In addition to the miRNAs, the circWDR62 delivery mediated by sEVs can promote TMZ resistance and malignant progression in vitro and in vivo by targeting the glioma miR-37–30-3p/MGMT axis. In addition, sEVs-circWDR62 derived from serum may act as an effective prognostic marker for glioma [143]. The study of Ding et al. showed that sEVs-circ_0072083 level was enhanced in TMZ-resistant patients and indicated a lower overall survival in glioma. Mechanically, sEVs-circ_0072083 promoted TMZ resistance via increasing NANOG via regulating miR-1252-5p mediated degradation and demethylation in glioma [144]. Other studies have shown that TMZ-resistant GBM cell-derived sEVs-circ_0043949 promotes TMZ resistance through upregulation of ITGA1 expression, providing a potential therapeutic target for TMZ-resistant GBM [145]. Zhang et al. revealed that sEVs could deliver lncRNA SBF2-AS1 from TMZ-resistant glioma cells to TMZ-sensitive glioma cells to spread TMZ resistance in glioma. The mechanism is that lncRNA SBF2-AS1 functioned as a ceRNA and sponged miR-151a-3p to regulate the expression of XRCC4, thus accelerating the repairment of TMZ-induced DNA damage [146].
Potential clinical applications of sEVs in glioma
sEVs in glioma diagnosis: promising candidates for liquid biopsy
In the field of neuro-oncology, the diagnosis and monitoring of gliomas are still challenging [147]. The main methods currently include neuroimaging and histological analysis of brain biopsy samples. The imaging method is a non-invasive examination, which does little harm to patients but is not sensitive enough, especially in the early stage of the tumor. Tumor tissue biopsy is able to accurately diagnose and evaluate the development of tumors. However, it cannot be performed in large quantities and repeatedly due to the characteristic of invasion. In addition, biopsy specimens may not completely represent the entire tumor. Thus, it is necessary to develop a non-invasive and accurate method of evaluating tumors to improve the quality of life belonging to GBM patients. Liquid biopsy referring to a new method for assessing the progress of GBM tumors and monitoring the effects of treatment, is attracting more and more attention.
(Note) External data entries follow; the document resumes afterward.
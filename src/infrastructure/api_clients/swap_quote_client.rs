use async_trait::async_trait;
use reqwest::Client;
use std::time::Duration;
use tracing::{debug, info, warn};

use crate::domain::trade::{QuoteRequest, RawRouteResult};
use crate::shared::errors::QuoteError;
use super::QuoteApiClient;

pub const DEFAULT_SWAP_API_URL: &str = "https://swap.sushi.com";

/// Route-quoting service client
pub struct SwapQuoteApiClient {
    http_client: Client,
    base_url: String,
}

impl SwapQuoteApiClient {
    pub fn new(base_url: &str, timeout: Duration) -> Result<Self, QuoteError> {
        let http_client = Client::builder().timeout(timeout).build()?;
        Ok(Self {
            http_client,
            base_url: base_url.trim_end_matches('/').to_string(),
        })
    }
}

#[async_trait]
impl QuoteApiClient for SwapQuoteApiClient {
    async fn get_route(&self, request: &QuoteRequest) -> Result<RawRouteResult, QuoteError> {
        let url = format!("{}/v0", self.base_url);
        debug!("Fetching route from {} with {:?}", url, request.query_pairs());

        let response = self
            .http_client
            .get(&url)
            .query(&request.query_pairs())
            .send()
            .await?;

        if !response.status().is_success() {
            warn!("Quote request failed with status: {}", response.status());
            return Err(QuoteError::Status(response.status().as_u16()));
        }

        let body = response.bytes().await?;
        let result = RawRouteResult::from_slice(&body)?;

        info!(
            "Route {} -> {} on chain {}: in={} out={} hops={}",
            request.from_token_id,
            request.to_token_id,
            request.chain_id,
            result.best_route.amount_in_bn,
            result.best_route.amount_out_bn,
            result.current_route_human_array.len()
        );
        Ok(result)
    }
}

#[cfg(test)]
mod tests {
    use super::*;
    use crate::domain::chain::ChainRegistry;
    use crate::domain::trade::TradeIntent;
    use crate::shared::types::Token;
    use num_bigint::BigInt;
    use serde_json::json;
    use wiremock::matchers::{method, path, query_param};
    use wiremock::{Mock, MockServer, ResponseTemplate};

    fn request() -> QuoteRequest {
        let eth = ChainRegistry::native_currency(1).unwrap().token();
        let usdc = Token::new(1, "0xA0b86991c6218b36c1d19D4a2e9Eb0cE3606eB48", 6, None).unwrap();
        let intent = TradeIntent::new(1, eth, usdc, Some(BigInt::from(1_000_000u32)));
        QuoteRequest::from_intent(&intent).unwrap().unwrap()
    }

    fn client(server: &MockServer) -> SwapQuoteApiClient {
        SwapQuoteApiClient::new(&server.uri(), Duration::from_secs(5)).unwrap()
    }

    #[tokio::test]
    async fn test_get_route_encodes_query_and_parses_body() {
        let mock_server = MockServer::start().await;

        let response = json!({
            "getBestRoute": {
                "amountInBN": "1000000",
                "amountOutBN": "512",
                "priceImpact": 0.01,
                "gasSpent": 90000
            },
            "getCurrentRouteHumanArray": ["ETH -> USDC"],
            "getCurrentRouteRPParams": null
        });

        Mock::given(method("GET"))
            .and(path("/v0"))
            .and(query_param("chainId", "1"))
            .and(query_param("fromTokenId", "ETH"))
            .and(query_param("toTokenId", "0xa0b86991c6218b36c1d19d4a2e9eb0ce3606eb48"))
            .and(query_param("amount", "1000000"))
            .and(query_param("gasPrice", "50"))
            .respond_with(ResponseTemplate::new(200).set_body_json(&response))
            .expect(1)
            .mount(&mock_server)
            .await;

        let result = client(&mock_server).get_route(&request()).await.unwrap();
        assert_eq!(result.best_route.amount_out_bn, BigInt::from(512));
        assert!(result.current_route_rp_params.is_none());
    }

    #[tokio::test]
    async fn test_get_route_reports_schema_mismatch_as_validation() {
        let mock_server = MockServer::start().await;

        Mock::given(method("GET"))
            .and(path("/v0"))
            .respond_with(ResponseTemplate::new(200).set_body_json(json!({ "unexpected": true })))
            .mount(&mock_server)
            .await;

        let err = client(&mock_server).get_route(&request()).await.unwrap_err();
        assert!(matches!(err, QuoteError::Validation(_)));
    }

    #[tokio::test]
    async fn test_get_route_reports_http_failure_as_status() {
        let mock_server = MockServer::start().await;

        Mock::given(method("GET"))
            .and(path("/v0"))
            .respond_with(ResponseTemplate::new(502))
            .mount(&mock_server)
            .await;

        let err = client(&mock_server).get_route(&request()).await.unwrap_err();
        assert!(matches!(err, QuoteError::Status(502)));
    }

    #[tokio::test]
    async fn test_get_route_reports_unreachable_service_as_network() {
        let client = SwapQuoteApiClient::new("http://127.0.0.1:9", Duration::from_secs(2)).unwrap();
        let err = client.get_route(&request()).await.unwrap_err();
        assert!(matches!(err, QuoteError::Network(_)));
    }
}
// src/report.rs
use chrono::{DateTime, Utc};
use serde::Serialize;

use crate::domain::trade::{TradeIntent, TradeProjection, WriteArgs};
use crate::shared::types::Amount;

/// Decimal places shown for the execution price
const PRICE_PLACES: u32 = 6;

#[derive(Debug, Serialize)]
pub struct TradeReport {
    pub chain_id: u64,
    pub from_token: String,
    pub to_token: String,
    pub slippage_percentage: String,

    pub amount_in: Option<AmountDetails>,
    pub amount_out: Option<AmountDetails>,
    pub min_amount_out: Option<AmountDetails>,
    pub swap_price: Option<String>,
    pub price_impact: Option<f64>,
    pub gas_spent: Option<String>,
    pub route: Vec<String>,
    pub write_args: Option<WriteArgs>,

    /// Projection built from an earlier amount of the same pair
    pub stale: bool,
    pub timestamp: DateTime<Utc>,
}

#[derive(Debug, Serialize)]
pub struct AmountDetails {
    pub token: String,
    pub raw: String,
    pub formatted: String,
}

impl From<&Amount> for AmountDetails {
    fn from(amount: &Amount) -> Self {
        Self {
            token: amount.token.symbol_or_address().to_string(),
            raw: amount.raw.to_string(),
            formatted: amount.to_exact(),
        }
    }
}

impl TradeReport {
    pub fn new(intent: &TradeIntent, projection: &TradeProjection, stale: bool) -> Self {
        Self {
            chain_id: intent.chain_id,
            from_token: intent.from_token.symbol_or_address().to_string(),
            to_token: intent.to_token.symbol_or_address().to_string(),
            slippage_percentage: intent.slippage_percentage.as_str().to_string(),
            amount_in: projection.amount_in.as_ref().map(AmountDetails::from),
            amount_out: projection.amount_out.as_ref().map(AmountDetails::from),
            min_amount_out: projection.min_amount_out.as_ref().map(AmountDetails::from),
            swap_price: projection.swap_price.as_ref().map(|p| p.to_fixed(PRICE_PLACES)),
            price_impact: projection.price_impact,
            gas_spent: projection.gas_spent.clone(),
            route: projection.route.clone(),
            write_args: projection.write_args.clone(),
            stale,
            timestamp: Utc::now(),
        }
    }

    pub fn to_json(&self) -> Result<String, serde_json::Error> {
        serde_json::to_string_pretty(self)
    }
}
Although liquid biopsy has been proven to be promising, the development of clinically validated biomarkers for tumor detection remains a considerable challenge, especially for gliomas. Currently, the most researched biomarkers mainly include circulating tumor cells (CTCs), circulating tumor DNA (ctDNA), and EVs [148]. The advantage of CTCs is that they can analyze the entire tumor genome, but CTCs are difficult to detect due to their small quantity and can only present a single cell type of the heterogeneous tumor. In addition, although ctDNA seems to contain more mutations belonging to tumors than CTCs, it can still not reflect the heterogeneity of tumors. In comparison, sEVs containing many kinds of functional biomolecules can reveal the complicated heterogeneity of the entire tumor. More importantly, they are very stable and readily available in almost all types of human biological fluids [149]. In addition, due to nano-sized characteristics, sEVs can cross the intact blood–brain barrier (BBB), which has the function of protecting the central nervous system from toxins and infectious pathogens [150,151,152]. These factors make sEVs the most promising biomarker suitable for early diagnosis and genotyping of tumors, regardless of the stage.
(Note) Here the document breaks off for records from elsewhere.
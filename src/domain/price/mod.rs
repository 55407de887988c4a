//! Price domain - token price snapshots

mod price_table;

pub use price_table::PriceTable;
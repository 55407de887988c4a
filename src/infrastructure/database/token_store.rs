//! Token table loader: bulk insert that skips rows already present

use chrono::Utc;
use rusqlite::{params, Connection};
use serde::Deserialize;
use std::path::Path;
use std::sync::{Arc, Mutex, MutexGuard};
use tracing::{debug, info};

use crate::shared::errors::StoreError;
use crate::shared::utils::normalize_address;

/// Token row to load
#[derive(Debug, Clone, PartialEq, Eq, Deserialize)]
#[serde(rename_all = "camelCase")]
pub struct NewToken {
    pub chain_id: u64,
    pub address: String,
    pub symbol: String,
    pub name: String,
    pub decimals: u8,
}

impl NewToken {
    /// Natural key column value, "{chain_id}:{address}"
    pub fn id(&self) -> String {
        format!("{}:{}", self.chain_id, self.normalized_address())
    }

    fn normalized_address(&self) -> String {
        normalize_address(&self.address).unwrap_or_else(|| self.address.trim().to_lowercase())
    }
}

pub struct TokenStore {
    conn: Arc<Mutex<Connection>>,
}

impl TokenStore {
    /// Open (or create) the database and ensure the schema
    pub fn open<P: AsRef<Path>>(path: P) -> Result<Self, StoreError> {
        Self::with_connection(Connection::open(path)?)
    }

    pub fn open_in_memory() -> Result<Self, StoreError> {
        Self::with_connection(Connection::open_in_memory()?)
    }

    fn with_connection(conn: Connection) -> Result<Self, StoreError> {
        let store = Self {
            conn: Arc::new(Mutex::new(conn)),
        };
        store.create_tables()?;
        Ok(store)
    }

    fn lock(&self) -> Result<MutexGuard<'_, Connection>, StoreError> {
        self.conn.lock().map_err(|_| StoreError::LockPoisoned)
    }

    fn create_tables(&self) -> Result<(), StoreError> {
        let conn = self.lock()?;
        conn.execute_batch(
            r#"
            CREATE TABLE IF NOT EXISTS tokens (
                id TEXT PRIMARY KEY,
                chain_id INTEGER NOT NULL,
                address TEXT NOT NULL,
                symbol TEXT NOT NULL,
                name TEXT NOT NULL,
                decimals INTEGER NOT NULL,
                created_at TEXT NOT NULL,
                UNIQUE(chain_id, address)
            );
            CREATE INDEX IF NOT EXISTS idx_tokens_chain ON tokens(chain_id);
            "#,
        )?;
        Ok(())
    }

    /// Insert all tokens in one transaction, ignoring rows whose natural key
    /// already exists. Returns the number of rows actually created.
    pub fn create_tokens(&self, tokens: &[NewToken]) -> Result<usize, StoreError> {
        if tokens.is_empty() {
            return Ok(0);
        }

        let mut conn = self.lock()?;
        let tx = conn.transaction()?;
        let created_at = Utc::now().to_rfc3339();
        let mut created = 0;
        {
            let mut stmt = tx.prepare(
                "INSERT OR IGNORE INTO tokens (id, chain_id, address, symbol, name, decimals, created_at)
                 VALUES (?1, ?2, ?3, ?4, ?5, ?6, ?7)",
            )?;
            for token in tokens {
                created += stmt.execute(params![
                    token.id(),
                    token.chain_id as i64,
                    token.normalized_address(),
                    token.symbol,
                    token.name,
                    token.decimals,
                    created_at,
                ])?;
            }
        }
        tx.commit()?;

        if created > 0 {
            info!("LOAD - Created {} tokens.", created);
        } else {
            debug!("LOAD - No new tokens among {} rows", tokens.len());
        }
        Ok(created)
    }

    /// Total stored tokens
    pub fn count(&self) -> Result<u64, StoreError> {
        let conn = self.lock()?;
        let count: i64 = conn.query_row("SELECT COUNT(*) FROM tokens", [], |row| row.get(0))?;
        Ok(count as u64)
    }
}

#[cfg(test)]
mod tests {
    use super::*;

    fn token(chain_id: u64, address: &str, symbol: &str) -> NewToken {
        NewToken {
            chain_id,
            address: address.to_string(),
            symbol: symbol.to_string(),
            name: format!("{} Token", symbol),
            decimals: 18,
        }
    }

    #[test]
    fn test_empty_input_is_noop() {
        let store = TokenStore::open_in_memory().unwrap();
        assert_eq!(store.create_tokens(&[]).unwrap(), 0);
        assert_eq!(store.count().unwrap(), 0);
    }

    #[test]
    fn test_duplicates_are_skipped() {
        let store = TokenStore::open_in_memory().unwrap();
        let weth = token(1, "0xC02aaA39b223FE8D0A0e5C4F27eAD9083C756Cc2", "WETH");
        let usdc = token(1, "0xA0b86991c6218b36c1d19D4a2e9Eb0cE3606eB48", "USDC");

        assert_eq!(store.create_tokens(&[weth.clone(), usdc.clone()]).unwrap(), 2);
        assert_eq!(store.create_tokens(&[weth.clone()]).unwrap(), 0);

        // Same address, different case, is the same natural key
        let shouting = token(1, "0xC02AAA39B223FE8D0A0E5C4F27EAD9083C756CC2", "WETH");
        assert_eq!(store.create_tokens(&[shouting]).unwrap(), 0);

        // Same address on another chain is a new row
        let bridged = token(42161, "0xC02aaA39b223FE8D0A0e5C4F27eAD9083C756Cc2", "WETH");
        assert_eq!(store.create_tokens(&[bridged, weth]).unwrap(), 1);

        assert_eq!(store.count().unwrap(), 3);
    }

    #[test]
    fn test_duplicates_within_batch() {
        let store = TokenStore::open_in_memory().unwrap();
        let dai = token(1, "0x6B175474E89094C44Da98b954EedeAC495271d0F", "DAI");
        assert_eq!(store.create_tokens(&[dai.clone(), dai]).unwrap(), 1);
    }

    #[test]
    fn test_token_json_shape() {
        let tokens: Vec<NewToken> = serde_json::from_str(
            r#"[{"chainId":137,"address":"0x0d500B1d8E8eF31E21C99d1Db9A6444d3ADf1270","symbol":"WMATIC","name":"Wrapped Matic","decimals":18}]"#,
        )
        .unwrap();
        assert_eq!(tokens[0].id(), "137:0x0d500b1d8e8ef31e21c99d1db9a6444d3adf1270");
    }
}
As early as 2008, Johan Skog et al. successfully detected the status of EGFRvIII in GBM by using microvesicles extracted from peripheral blood. The researchers summarized that longitudinal blood sampling provided a novel approach to monitoring the genetic dynamics of tumors [153]. Fraser et al. found that the amount of sEVs-protein is correlated with the invasion of glioma, which reveals the potential of this measurement in glioma diagnosis [154]. In 2018, Manda et al. used sEVs as biomarkers to detect high-grade gliomas which were EGFR-positive [155]. In fact, 90% of GBM patients aberrantly express at least one of the four markers at the exosomal level, which are EGFR, EGRRvIII, podoplanin, and IDH1 [156]. So far, in the field of sEVs for tumor diagnosis, protein-loaded sEVs are the most frequently studied [157]. Nevertheless, other components that sEVs contain, such as miRNAs, have also attracted increasing attention.
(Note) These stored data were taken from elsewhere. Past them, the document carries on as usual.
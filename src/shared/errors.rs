//! Error handling for the application

use thiserror::Error;

/// Quote-related errors
#[derive(Error, Debug)]
pub enum QuoteError {
    #[error("Quote request failed: {0}")]
    Network(#[from] reqwest::Error),

    #[error("Quote service returned status {0}")]
    Status(u16),

    #[error("Quote response failed validation: {0}")]
    Validation(String),

    #[error("No native currency registered for chain {0}")]
    UnsupportedChain(u64),
}

/// Price-related errors
#[derive(Error, Debug)]
pub enum PriceError {
    #[error("Price request failed: {0}")]
    Network(#[from] reqwest::Error),

    #[error("Price service returned status {0}")]
    Status(u16),

    #[error("Invalid price data: {0}")]
    InvalidData(String),
}

/// Trade intent construction errors
#[derive(Error, Debug, Clone, PartialEq, Eq)]
pub enum IntentError {
    #[error("Invalid token address: {0}")]
    InvalidAddress(String),

    #[error("Invalid slippage percentage: {0}")]
    InvalidSlippage(String),

    #[error("Invalid amount: {0}")]
    InvalidAmount(String),

    #[error("Chain {0} has no native currency")]
    UnknownChain(u64),
}

/// Token store errors
#[derive(Error, Debug)]
pub enum StoreError {
    #[error("Database error: {0}")]
    Database(#[from] rusqlite::Error),

    #[error("Database connection lock poisoned")]
    LockPoisoned,
}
Research by Yang et al. revealed that the expression level of miR-221 was elevated in high-grade glioma tissues, and sEVs-miR-221 derived from the serum of glioma patients had a higher level than that of the control group by further study. What's more, the level of sEVs-miR-221 in serum increases with the elevation of glioma grade. This research suggested that sEVs-miR-221 derived from serum may potentially serve as a valuable biomarker for glioma diagnosis [78]. More promising data came from Manterola et al. Firstly, they isolated sEVs from the serum of 30 GBM patients and 30 healthy people. Then, they found that two miRNA (miR-564-3p and miR-320) and one small noncoding RNA (RUN6–1) presented the greatest difference in expression via miRNA chip technology, and the further study found that their expression level was significantly correlated with the diagnosis of GBM patients. Moreover, RNU6-1 was consistently an independent predictor of GBM diagnosis [158]. In addition, a study by Lan et al. revealed that the level of sEVs-miR-301a derived from serum was significantly increased in glioma patients than that in healthy controls. Further research showed that heightened levels of serum sEVs-miR-301a were associated with increasing pathological grades of glioma. Notably, the levels of serum sEVs-miR-301a were obviously decreased after the primary tumor was surgically removed but subsequently increased during GBM recurrence. These findings revealed that serum sEVs-miR-301a might act as a valuable Diagnostic biomarker for glioma [159].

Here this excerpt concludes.